そして今の私はグレイシアの持っていたものを何一つ持っていない。蓄えた知識と、まだ馴染まない魔力を抱えているだけ。
「……私はグレイシア本人じゃないから、何もかも勝手が違うのよ」
私は木の枝を止めた。顔は下を向いたまま。髪で顔が隠れる。月明かりでも、フィルのいるところからじゃきっと私の顔は見えない。
「今もこうして、失敗しないように必死で可能性を洗い出してる、ただの臆病者」
華の栄光を知っているから、とてもとても高いところに私の求める完璧な偶像がある。私はそれにとって変わろうとする愚か者。足りないだらけで不安定な足場を積み上げて立とうとしている。いいえ、立たないといけない。
それなら不安定な足場を積んでも崩れないようにすることは当然でしょう。
書きかけだった魔法式をまた書き出そうと木の枝を滑らせる。この魔法式たちが、私を安心させてくれるの。
「……ニカ」
木の枝が地面に触れようとしたとき、フィルが私の手をそっと掴んだ。ぴたりと止まる。
「ニカはまだ子供なんだからもっと子供らしく振る舞ってもいいんだ。そんなに一人で背負い込むこともないんだぞ」
「……何言ってるの。私はグレイシアでもあるのよ。精神年齢だけなら三十路越えてるおばさんよ。フィルより年上なんだから」
「んなこといっても、あんたはニカだ。俺にとってはニカ。やんちゃで人の言うこと聞かないませたガキだ」
「フィル、氷漬けにされたいのかしら……?」
思わず魔力をそのまま放出して自分の周囲の温度をぐんと下げてしまう。魔法式の書かれた地面に霜が降りた。

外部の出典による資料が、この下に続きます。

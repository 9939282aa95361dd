pub mod error;
pub mod fingerprint;
pub mod types;

pub use error::{GmgnError, Result};
pub use fingerprint::{BrowserAgents, ClientFingerprint, UserAgentSource};
pub use types::{pairs_from_body, Envelope, FetchOutcome, PairsData, TokenInfoRequest};

use std::sync::atomic::{AtomicBool, Ordering};
use std::time::Duration;

use rand::Rng;
use reqwest::header::{self, HeaderMap, HeaderValue};
use serde_json::Value;
use tracing::{info, warn};

pub const DEFAULT_BASE_URL: &str = "https://gmgn.ai";

const NEW_PAIRS_PATH: &str = "/defi/quotation/v1/pairs/sol/new_pairs/5m";
const TOKEN_INFO_PATH: &str = "/api/v1/mutil_window_token_info";

const NEW_PAIRS_TIMEOUT: Duration = Duration::from_secs(30);
const TOKEN_INFO_TIMEOUT: Duration = Duration::from_secs(45);

/// Pairs requested per new-pairs call.
const NEW_PAIRS_LIMIT: &str = "100";

pub struct GmgnClient {
    client: reqwest::Client,
    base_url: String,
    agents: Box<dyn UserAgentSource>,
    last_success: AtomicBool,
}

impl GmgnClient {
    /// Build a client. `proxy` is a proxy URL such as `socks5h://127.0.0.1:9050`.
    pub fn new(base_url: &str, proxy: Option<&str>) -> Result<Self> {
        let mut builder = reqwest::Client::builder();
        if let Some(proxy) = proxy {
            let proxy =
                reqwest::Proxy::all(proxy).map_err(|e| GmgnError::Setup(e.to_string()))?;
            builder = builder.proxy(proxy);
        }
        // No idle reuse: a request after NEWNYM must open a new SOCKS stream
        // to land on the new circuit.
        let client = builder
            .pool_max_idle_per_host(0)
            .build()
            .map_err(|e| GmgnError::Setup(e.to_string()))?;

        Ok(Self {
            client,
            base_url: base_url.trim_end_matches('/').to_string(),
            agents: Box::new(BrowserAgents),
            last_success: AtomicBool::new(false),
        })
    }

    /// Whether the most recent new-pairs attempt returned 200.
    pub fn last_attempt_succeeded(&self) -> bool {
        self.last_success.load(Ordering::Relaxed)
    }

    /// One new-pairs request with a fresh fingerprint, classified into a [`FetchOutcome`].
    pub async fn new_pairs(&self) -> FetchOutcome {
        let fingerprint = ClientFingerprint::random(self.agents.as_ref());
        let url = format!("{}{}", self.base_url, NEW_PAIRS_PATH);

        let mut query = fingerprint.query_params();
        query.extend([
            ("limit", NEW_PAIRS_LIMIT.to_string()),
            ("orderby", "open_timestamp".to_string()),
            ("direction", "desc".to_string()),
            ("period", "5m".to_string()),
        ]);

        let result = self
            .client
            .get(&url)
            .headers(self.browser_headers(&fingerprint, "/sol/tokens/new"))
            .header(header::PRAGMA, "no-cache")
            .header(header::CACHE_CONTROL, "no-cache")
            .query(&query)
            .timeout(NEW_PAIRS_TIMEOUT)
            .send()
            .await;

        let outcome = match result {
            Ok(resp) => {
                let status = resp.status().as_u16();
                info!(status, "New pairs response");
                let body = if status == 200 {
                    resp.json::<Value>().await.map_err(|e| e.to_string())
                } else {
                    Err(String::new())
                };
                classify(status, body)
            }
            Err(e) => FetchOutcome::RetryableFailure(format!("request failed: {e}")),
        };

        match &outcome {
            FetchOutcome::Success(_) => {}
            FetchOutcome::RetryableFailure(reason) => warn!(reason = %reason, "New pairs attempt failed"),
            FetchOutcome::FatalFailure(reason) => warn!(reason = %reason, "New pairs attempt rejected"),
        }
        self.last_success
            .store(outcome.is_success(), Ordering::Relaxed);
        outcome
    }

    /// Fetch current token info for up to one batch of addresses.
    pub async fn token_info(&self, addresses: &[String]) -> Result<Vec<Value>> {
        let fingerprint = ClientFingerprint::random(self.agents.as_ref());
        let url = format!("{}{}", self.base_url, TOKEN_INFO_PATH);

        // Pacing between batches so parallel workers don't fire in lockstep.
        let pause = Duration::from_millis(rand::rng().random_range(500..=1500));
        tokio::time::sleep(pause).await;

        let resp = self
            .client
            .post(&url)
            .headers(self.browser_headers(&fingerprint, "/sol/tokens"))
            .header("X-Requested-With", "XMLHttpRequest")
            .json(&TokenInfoRequest {
                chain: "sol",
                addresses,
            })
            .timeout(TOKEN_INFO_TIMEOUT)
            .send()
            .await?;

        let status = resp.status();
        if !status.is_success() {
            let body = resp.text().await.unwrap_or_default();
            return Err(GmgnError::Api {
                status: status.as_u16(),
                message: body.chars().take(200).collect(),
            });
        }

        let envelope: Envelope<Vec<Value>> = resp.json().await?;
        Ok(envelope.data.unwrap_or_default())
    }

    fn browser_headers(&self, fingerprint: &ClientFingerprint, referer_path: &str) -> HeaderMap {
        let mut headers = HeaderMap::new();
        headers.insert(
            header::ACCEPT,
            HeaderValue::from_static("application/json, text/plain, */*"),
        );
        headers.insert(
            header::CONTENT_TYPE,
            HeaderValue::from_static("application/json"),
        );
        headers.insert(header::ORIGIN, HeaderValue::from_static(DEFAULT_BASE_URL));
        if let Ok(referer) = HeaderValue::from_str(&format!("{DEFAULT_BASE_URL}{referer_path}")) {
            headers.insert(header::REFERER, referer);
        }
        if let Ok(agent) = HeaderValue::from_str(&fingerprint.user_agent) {
            headers.insert(header::USER_AGENT, agent);
        }
        if let Ok(lang) = HeaderValue::from_str(&format!("{},en;q=0.9", fingerprint.app_lang)) {
            headers.insert(header::ACCEPT_LANGUAGE, lang);
        }
        headers.insert("sec-fetch-dest", HeaderValue::from_static("empty"));
        headers.insert("sec-fetch-mode", HeaderValue::from_static("cors"));
        headers.insert("sec-fetch-site", HeaderValue::from_static("same-origin"));
        headers
    }
}

/// 200 → success (unparseable body is retryable), 403 → retryable, other → fatal.
pub(crate) fn classify(status: u16, body: std::result::Result<Value, String>) -> FetchOutcome {
    match status {
        200 => match body {
            Ok(json) => FetchOutcome::Success(json),
            Err(e) => FetchOutcome::RetryableFailure(format!("invalid JSON body: {e}")),
        },
        403 => FetchOutcome::RetryableFailure("HTTP 403 Forbidden".to_string()),
        other => FetchOutcome::FatalFailure(format!("HTTP {other}")),
    }
}
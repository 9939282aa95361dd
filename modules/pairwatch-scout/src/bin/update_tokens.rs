use std::path::{Path, PathBuf};
use std::sync::Arc;
use std::time::Duration;

use anyhow::{Context, Result};
use clap::Parser;
use tracing::{error, info};

use gmgn_client::GmgnClient;
use pairwatch_common::{logging, Config, TokenUpdate};
use pairwatch_scout::traits::TokenInfoSource;
use pairwatch_scout::updates::{refresh_live_tokens, LiveTokenSchedule, UpdateSettings};
use pairwatch_store::TokenStore;

#[derive(Parser)]
#[command(name = "update-tokens", about = "Refresh metadata for live tokens")]
struct Cli {
    /// Run a single refresh and exit
    #[arg(long)]
    once: bool,

    /// Minutes between refreshes when looping
    #[arg(long, default_value_t = 15)]
    interval_mins: u64,

    /// Only write back tokens with non-zero volume
    #[arg(long)]
    active_only: bool,

    /// Also write each run's raw updates to this JSON file
    #[arg(long)]
    dump: Option<PathBuf>,
}

#[tokio::main]
async fn main() -> Result<()> {
    let cli = Cli::parse();
    let config = Config::from_env().context("Invalid configuration")?;
    let _log_guard = logging::init(&config.log_file)?;

    info!("Token updater starting...");
    config.log_redacted();

    let store = TokenStore::connect(&config).await?;
    store.migrate().await?;

    let gmgn = GmgnClient::new(&config.gmgn_base_url, Some(&config.tor_socks_url))?;
    let source: Arc<dyn TokenInfoSource> = Arc::new(gmgn);

    let settings = UpdateSettings {
        active_only: cli.active_only,
        ..UpdateSettings::from_config(&config)
    };
    let mut schedule = LiveTokenSchedule::default();
    let interval = Duration::from_secs(cli.interval_mins.max(1) * 60);

    loop {
        match refresh_live_tokens(&source, &store, &mut schedule, &settings).await {
            Ok((updates, stats)) => {
                info!("{stats}");
                if let Some(path) = &cli.dump {
                    if let Err(e) = dump_updates(path, &updates) {
                        error!(path = %path.display(), error = %e, "Failed to save results to file");
                    }
                }
            }
            Err(e) if cli.once => return Err(e),
            Err(e) => error!(error = %format!("{e:#}"), "Token refresh failed"),
        }

        if cli.once {
            break;
        }

        tokio::select! {
            _ = shutdown_signal() => {
                info!("Token updater stopped by user");
                break;
            }
            _ = tokio::time::sleep(interval) => {}
        }
    }

    Ok(())
}

/// Resolves on Ctrl-C. If the handler cannot be installed, never resolves.
async fn shutdown_signal() {
    if let Err(e) = tokio::signal::ctrl_c().await {
        error!(error = %e, "Failed to listen for Ctrl-C, running until killed");
        std::future::pending::<()>().await;
    }
}

fn dump_updates(path: &Path, updates: &[TokenUpdate]) -> Result<()> {
    let json = serde_json::to_string_pretty(updates)?;
    std::fs::write(path, json)?;
    info!(count = updates.len(), path = %path.display(), "Saved updates");
    Ok(())
}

寒っとかフィルがほざいて腕をさすってる。そのまま氷漬けにされる準備はいいかしら?
「わー! 待て待て待て! ストップ!! 悪くでもなんでもねーから!!」
ほんとに?? 悪意しか感じなかったのだけれど?
フィルが待った待ったと言ってくるから、不本意だけれど魔力は抑えた。
全く、フィルはもう少し言葉を選びなさい。